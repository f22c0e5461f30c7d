use galaxy_core::{GalaxyError, Op, Point, TermId, Value};
use galaxy_eval::Evaluator;
use galaxy_modem::{demodulate, modulate, term_to_value, value_to_term};
use num_traits::ToPrimitive;
use tracing::{debug, info};

/// Carries modulated payloads to the peer and returns its modulated reply.
pub trait Transport {
    fn send(&mut self, bits: &str) -> Result<String, GalaxyError>;
}

/// Receives the images a protocol asks to draw.
pub trait Renderer {
    /// Start a new frame; called once before the images of a step.
    fn clear(&mut self) {}

    fn draw(&mut self, points: &[Point]);

    /// The frame is complete.
    fn present(&mut self) {}
}

/// One round trip through the transport.
#[derive(Debug, Clone, PartialEq, Eq)]
pub struct Exchange {
    pub sent: Value,
    pub received: Value,
}

/// What one click did.
#[derive(Debug, Clone, PartialEq, Eq)]
pub struct StepReport {
    pub flag: i64,
    pub state: Value,
    pub images: Vec<Vec<Point>>,
    pub exchanges: Vec<Exchange>,
}

/// Drives a protocol: `protocol state input` yields `[flag, state, payload]`;
/// flag 0 draws the payload, anything else sends it and feeds the reply
/// back in.
pub struct Interaction<T, R> {
    evaluator: Evaluator,
    protocol: TermId,
    state: TermId,
    last_flag: Option<i64>,
    transport: T,
    renderer: R,
}

impl<T: Transport, R: Renderer> Interaction<T, R> {
    /// `protocol` is read as a term, usually the name of a loaded definition.
    pub fn new(
        mut evaluator: Evaluator,
        protocol: &str,
        transport: T,
        renderer: R,
    ) -> Result<Self, GalaxyError> {
        let protocol = evaluator.read(protocol)?;
        let state = evaluator.arena_mut().op(Op::Nil);
        Ok(Interaction {
            evaluator,
            protocol,
            state,
            last_flag: None,
            transport,
            renderer,
        })
    }

    pub fn evaluator(&self) -> &Evaluator {
        &self.evaluator
    }

    pub fn transport(&self) -> &T {
        &self.transport
    }

    pub fn renderer(&self) -> &R {
        &self.renderer
    }

    pub fn last_flag(&self) -> Option<i64> {
        self.last_flag
    }

    pub fn state(&self) -> Result<Value, GalaxyError> {
        term_to_value(self.evaluator.arena(), self.state)
    }

    pub fn into_parts(self) -> (Evaluator, T, R) {
        (self.evaluator, self.transport, self.renderer)
    }

    /// Click at `(x, y)`.
    pub fn click(&mut self, x: i64, y: i64) -> Result<StepReport, GalaxyError> {
        let arena = self.evaluator.arena_mut();
        let (x, y) = (arena.int(x), arena.int(y));
        let point = arena.vector(x, y);
        self.step(point)
    }

    /// Run the protocol on `input` until it asks to draw.
    pub fn step(&mut self, input: TermId) -> Result<StepReport, GalaxyError> {
        let mut input = input;
        let mut exchanges = Vec::new();
        loop {
            let store = self.evaluator.store_mut();
            let applied = store.app(self.protocol, self.state);
            let call = store.app(applied, input);
            let result = self.evaluator.force_value(call)?;
            let (flag, state, payload) = destructure(result)?;

            self.state = value_to_term(self.evaluator.arena_mut(), &state);
            self.last_flag = Some(flag);
            debug!(flag, state = %state, "protocol returned");

            if flag == 0 {
                let images = images(&payload)?;
                self.renderer.clear();
                for image in &images {
                    self.renderer.draw(image);
                }
                self.renderer.present();
                info!(
                    images = images.len(),
                    exchanges = exchanges.len(),
                    "step finished"
                );
                return Ok(StepReport {
                    flag,
                    state,
                    images,
                    exchanges,
                });
            }

            let reply_bits = self.transport.send(&modulate(&payload))?;
            let reply = demodulate(&reply_bits)?;
            info!(sent = %payload, received = %reply, "exchange");
            input = value_to_term(self.evaluator.arena_mut(), &reply);
            exchanges.push(Exchange {
                sent: payload,
                received: reply,
            });
        }
    }
}

fn destructure(result: Value) -> Result<(i64, Value, Value), GalaxyError> {
    let shape_error = |v: &Value| {
        GalaxyError::decode(format!("expected [flag, state, payload], got {v}"))
    };
    let items = match result.as_list() {
        Some(items) if items.len() == 3 => {
            [items[0].clone(), items[1].clone(), items[2].clone()]
        }
        _ => return Err(shape_error(&result)),
    };
    let [flag, state, payload] = items;
    let flag = flag
        .as_int()
        .and_then(|n| n.to_i64())
        .ok_or_else(|| GalaxyError::decode(format!("flag must be an integer, got {flag}")))?;
    Ok((flag, state, payload))
}

fn images(payload: &Value) -> Result<Vec<Vec<Point>>, GalaxyError> {
    let invalid = || GalaxyError::decode(format!("expected a list of point lists, got {payload}"));
    payload
        .as_list()
        .ok_or_else(invalid)?
        .into_iter()
        .map(|image| image.as_points().ok_or_else(invalid))
        .collect()
}

#[cfg(test)]
mod tests {
    use super::*;

    #[derive(Default)]
    struct Recorder {
        frames: usize,
        images: Vec<Vec<Point>>,
    }

    impl Renderer for Recorder {
        fn clear(&mut self) {
            self.images.clear();
        }

        fn draw(&mut self, points: &[Point]) {
            self.images.push(points.to_vec());
        }

        fn present(&mut self) {
            self.frames += 1;
        }
    }

    struct Unreachable;

    impl Transport for Unreachable {
        fn send(&mut self, bits: &str) -> Result<String, GalaxyError> {
            Err(GalaxyError::transport(format!("no peer for {bits}")))
        }
    }

    fn interaction(program: &str, protocol: &str) -> Interaction<Unreachable, Recorder> {
        let mut evaluator = Evaluator::new();
        evaluator.load_program(program).unwrap();
        Interaction::new(evaluator, protocol, Unreachable, Recorder::default()).unwrap()
    }

    #[test]
    fn draw_step_reaches_the_renderer() {
        // ignores state and input, returns [0, 5, [[(1, 2)]]]
        let mut i = interaction(
            "still = ap t ap t ap ap cons 0 ap ap cons 5 ap ap cons ap ap cons ap ap cons ap ap vec 1 2 nil nil nil",
            "still",
        );
        let report = i.click(3, 4).unwrap();
        assert_eq!(report.flag, 0);
        assert_eq!(report.state, Value::int(5));
        assert_eq!(report.images, vec![vec![(1, 2)]]);
        assert!(report.exchanges.is_empty());
        assert_eq!(i.last_flag(), Some(0));
        assert_eq!(i.state().unwrap(), Value::int(5));
        assert_eq!(i.renderer().images, vec![vec![(1, 2)]]);
        assert_eq!(i.renderer().frames, 1);
    }

    #[test]
    fn wrong_shape_is_a_decode_error() {
        let mut i = interaction("bad = ap t 5", "bad");
        let err = i.click(0, 0).unwrap_err();
        assert!(matches!(err, GalaxyError::Decode(_)), "{err}");
        assert_eq!(i.last_flag(), None);
    }

    #[test]
    fn send_failures_propagate() {
        // always [1, nil, 7]
        let mut i = interaction(
            "chatty = ap t ap t ap ap cons 1 ap ap cons nil ap ap cons 7 nil",
            "chatty",
        );
        let err = i.click(0, 0).unwrap_err();
        assert!(matches!(err, GalaxyError::Transport(_)), "{err}");
        assert_eq!(i.last_flag(), Some(1));
        assert_eq!(i.renderer().frames, 0);
    }

    #[test]
    fn destructure_checks_the_flag() {
        let v = Value::list([Value::Nil, Value::Nil, Value::Nil]);
        assert!(destructure(v).is_err());
        let v = Value::list([Value::int(0), Value::Nil]);
        assert!(destructure(v).is_err());
        let v = Value::list([Value::int(1), Value::int(2), Value::Nil]);
        assert_eq!(destructure(v).unwrap(), (1, Value::int(2), Value::Nil));
    }

    #[test]
    fn images_are_point_lists() {
        let payload = Value::list([
            Value::list([Value::from((1, 2)), Value::from((3, 4))]),
            Value::Nil,
        ]);
        assert_eq!(images(&payload).unwrap(), vec![vec![(1, 2), (3, 4)], vec![]]);
        assert!(images(&Value::int(3)).is_err());
        assert!(images(&Value::list([Value::int(3)])).is_err());
    }
}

◇ ◇ ◇ ◇

[What is being asked]: Take the lines above from the first through the one containing "one click did." and reproduce them exactly; include nothing else.

[Response to the task]:
repository f22c0e5461f30c7d
use galaxy_core::{GalaxyError, Op, Point, TermId, Value};
use galaxy_eval::Evaluator;
use galaxy_modem::{demodulate, modulate, term_to_value, value_to_term};
use num_traits::ToPrimitive;
use tracing::{debug, info};

/// Carries modulated payloads to the peer and returns its modulated reply.
pub trait Transport {
    fn send(&mut self, bits: &str) -> Result<String, GalaxyError>;
}

/// Receives the images a protocol asks to draw.
pub trait Renderer {
    /// Start a new frame; called once before the images of a step.
    fn clear(&mut self) {}

    fn draw(&mut self, points: &[Point]);

    /// The frame is complete.
    fn present(&mut self) {}
}

/// One round trip through the transport.
#[derive(Debug, Clone, PartialEq, Eq)]
pub struct Exchange {
    pub sent: Value,
    pub received: Value,
}

/// What one click did.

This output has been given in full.